Department of Bacteriology and Virology, School of Medicine, Isfahan University of Medical Sciences, Isfahan, Iran.
Comput Biol Med. 2024 Nov;182:109131. doi: 10.1016/j.compbiomed.2024.109131. Epub 2024 Sep 10.
Antimicrobial resistance (AMR) presents a significant threat to global healthcare. Proteus mirabilis causes catheter-associated urinary tract infections (CAUTIs) and exhibits increased antibiotic resistance. Traditional diagnostics still rely on culture-based approaches, which remain time-consuming. Here, we study the use of machine learning (ML) to classify bacterial resistance profiles using straightforward microscopic imaging of P. mirabilis for resistance classification integrated with radiomics feature analysis and ML models. From 150 P. mirabilis strains isolated from catheters of patients diagnosed with a CAUTI, 30 % displayed multidrug resistance using the standardized disk diffusion method, and 60 % showed strong biofilm activity in microtiter plate assays. As a more rapid alternative, we introduce wavelet-based and regular microscopy imaging with feature extraction/selection, following image preprocessing steps (image denoising, normalization, and mask creation). These features enable training and testing different ML models with 5-fold cross-validation for P. mirabilis resistance classification. From these models, the Random Forest (RF) algorithm exhibited the highest performance with ACC = 0.95, specificity = 0.97, sensitivity = 0.88, and AUC = 0.98 among the other ML algorithms considered in this study for P. mirabilis resistance classification. This successful application of wavelet-based feature Radiomics analysis with RF model represents a crucial step towards a precise, rapid, and cost-effective method to distinguish antibiotic resistant P. mirabilis strains.

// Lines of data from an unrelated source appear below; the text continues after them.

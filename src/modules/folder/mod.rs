pub mod handle;
pub mod model;
pub mod repository;
pub mod repository_mem;
pub mod route;
pub mod schema;
pub mod service;
pub mod tree;
use actix_web::{http::StatusCode, HttpResponse};
use std::borrow::Cow;

#[derive(serde::Serialize, serde::Deserialize)]
pub struct SuccessData<T> {
    pub data: Option<T>,
    pub message: Option<Cow<'static, str>>,
}

pub struct Success<T: serde::Serialize> {
    pub status: StatusCode,
    pub body: Option<SuccessData<T>>,
}

impl<T: serde::Serialize> Success<T> {
    pub fn ok(data: Option<T>) -> Self {
        Self { status: StatusCode::OK, body: Some(SuccessData { data, message: None }) }
    }

    pub fn created(data: Option<T>) -> Self {
        Self { status: StatusCode::CREATED, body: Some(SuccessData { data, message: None }) }
    }

    pub fn no_content() -> Self {
        Self { status: StatusCode::NO_CONTENT, body: None }
    }

    pub fn message<M>(mut self, msg: M) -> Self
    where
        M: Into<Cow<'static, str>>,
    {
        if let Some(body) = &mut self.body {
            body.message = Some(msg.into());
        }
        self
    }
}

impl<T: serde::Serialize> actix_web::Responder for Success<T> {
    type Body = actix_web::body::BoxBody;

    fn respond_to(self, _req: &actix_web::HttpRequest) -> HttpResponse<Self::Body> {
        let mut response = HttpResponse::build(self.status);

        match self.body {
            Some(body) => response.json(body),
            None => response.finish(),
        }
    }
}
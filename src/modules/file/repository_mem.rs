use std::{collections::BTreeSet, sync::Arc};

use crate::{
    api::error,
    modules::file::{
        model::{BatchErrorKind, BatchFailure, BatchOutcome, FileListFilter, InsertFile, RenameFile},
        repository::FileRepository,
        schema::FileEntity,
    },
    store::{MemoryStore, Tables},
    utils::new_id,
};

#[derive(Clone)]
pub struct FileRepositoryMem {
    store: Arc<MemoryStore>,
}

impl FileRepositoryMem {
    pub fn new(store: Arc<MemoryStore>) -> Self {
        Self { store }
    }
}

fn check_access(tables: &Tables, owner: &str, id: &str) -> Result<(), BatchErrorKind> {
    match tables.files.get(id) {
        None => Err(BatchErrorKind::NotFound),
        Some(file) if file.owner != owner => Err(BatchErrorKind::Forbidden),
        Some(_) => Ok(()),
    }
}

#[async_trait::async_trait]
impl FileRepository for FileRepositoryMem {
    async fn find_by_id(&self, id: &str) -> Result<Option<FileEntity>, error::SystemError> {
        let tables = self.store.read().await;
        Ok(tables.files.get(id).cloned())
    }

    async fn find_by_owner(
        &self,
        owner: &str,
        filter: &FileListFilter,
    ) -> Result<Vec<FileEntity>, error::SystemError> {
        let tables = self.store.read().await;
        let mut files: Vec<FileEntity> = tables
            .files
            .values()
            .filter(|f| f.owner == owner && filter.matches(f))
            .cloned()
            .collect();

        files.sort_by(|a, b| b.uploaded_at.cmp(&a.uploaded_at).then_with(|| b.id.cmp(&a.id)));
        Ok(files)
    }

    async fn create(&self, file: &InsertFile) -> Result<FileEntity, error::SystemError> {
        let now = chrono::Utc::now();
        let entity = FileEntity {
            id: new_id(),
            name: file.name.clone(),
            file_type: file.file_type.clone(),
            category: file.category,
            mime_type: file.mime_type.clone(),
            size: file.size,
            folder_id: file.folder_id.clone(),
            owner: file.owner.clone(),
            tags: BTreeSet::new(),
            uploaded_at: now,
            updated_at: now,
        };

        let mut tables = self.store.write().await;
        tables.files.insert(entity.id.clone(), entity.clone());
        Ok(entity)
    }

    async fn rename(&self, id: &str, rename: &RenameFile) -> Result<FileEntity, error::SystemError> {
        let mut tables = self.store.write().await;
        let file = tables
            .files
            .get_mut(id)
            .ok_or_else(|| error::SystemError::not_found("File not found"))?;

        file.name = rename.name.clone();
        file.file_type = rename.file_type.clone();
        file.category = rename.category;
        file.mime_type = rename.mime_type.clone();
        file.updated_at = chrono::Utc::now();
        Ok(file.clone())
    }

    async fn delete(&self, id: &str) -> Result<bool, error::SystemError> {
        let mut tables = self.store.write().await;
        Ok(tables.files.remove(id).is_some())
    }

    async fn move_many(
        &self,
        owner: &str,
        ids: &[String],
        target_folder_id: Option<&str>,
    ) -> Result<BatchOutcome, error::SystemError> {
        let mut tables = self.store.write().await;
        let mut outcome = BatchOutcome::default();

        for id in ids {
            if let Err(kind) = check_access(&tables, owner, id) {
                outcome.errors.push(BatchFailure::new(id, kind));
                continue;
            }
            if let Some(file) = tables.files.get_mut(id) {
                file.folder_id = target_folder_id.map(str::to_string);
                file.updated_at = chrono::Utc::now();
                outcome.files.push(file.clone());
            }
        }
        Ok(outcome)
    }

    async fn copy_many(
        &self,
        owner: &str,
        ids: &[String],
        target_folder_id: Option<&str>,
    ) -> Result<BatchOutcome, error::SystemError> {
        let mut tables = self.store.write().await;
        let mut outcome = BatchOutcome::default();

        for id in ids {
            if let Err(kind) = check_access(&tables, owner, id) {
                outcome.errors.push(BatchFailure::new(id, kind));
                continue;
            }
            let Some(source) = tables.files.get(id) else {
                continue;
            };

            let now = chrono::Utc::now();
            let copy = FileEntity {
                id: new_id(),
                name: format!("{} (copy)", source.name),
                folder_id: target_folder_id.map(str::to_string),
                uploaded_at: now,
                updated_at: now,
                ..source.clone()
            };
            tables.files.insert(copy.id.clone(), copy.clone());
            outcome.files.push(copy);
        }
        Ok(outcome)
    }
}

抗微生物药物耐药性 (AMR) 对全球医疗保健构成重大威胁。奇异变形杆菌会引起与导管相关的尿路感染 (CAUTI),并表现出更高的抗生素耐药性。传统的诊断方法仍然依赖于基于培养的方法,这些方法仍然耗时。在这里,我们研究了使用机器学习 (ML) 通过奇异变形杆菌的简单显微镜成像来对细菌耐药谱进行分类,将耐药分类与放射组学特征分析和 ML 模型相结合。从 150 株从诊断为 CAUTI 的患者的导管中分离出的奇异变形杆菌菌株中,30%的菌株使用标准化圆盘扩散法显示出多药耐药性,60%的菌株在微量滴定板测定中显示出强烈的生物膜活性。作为一种更快速的替代方法,我们引入了基于小波的和常规显微镜成像,同时进行特征提取/选择,然后进行图像预处理步骤(图像去噪、归一化和蒙版创建)。这些特征使我们能够使用 5 倍交叉验证来训练和测试不同的 ML 模型,以对奇异变形杆菌的耐药性进行分类。在这些模型中,随机森林 (RF) 算法的表现最佳,其对奇异变形杆菌耐药性分类的准确性 (ACC) 为 0.95、特异性 (specificity) 为 0.97、敏感性 (sensitivity) 为 0.88、曲线下面积 (AUC) 为 0.98。这项基于小波的特征放射组学分析与 RF 模型的成功应用代表了朝着精确、快速和具有成本效益的方法区分抗生素耐药性奇异变形杆菌菌株迈出的关键一步。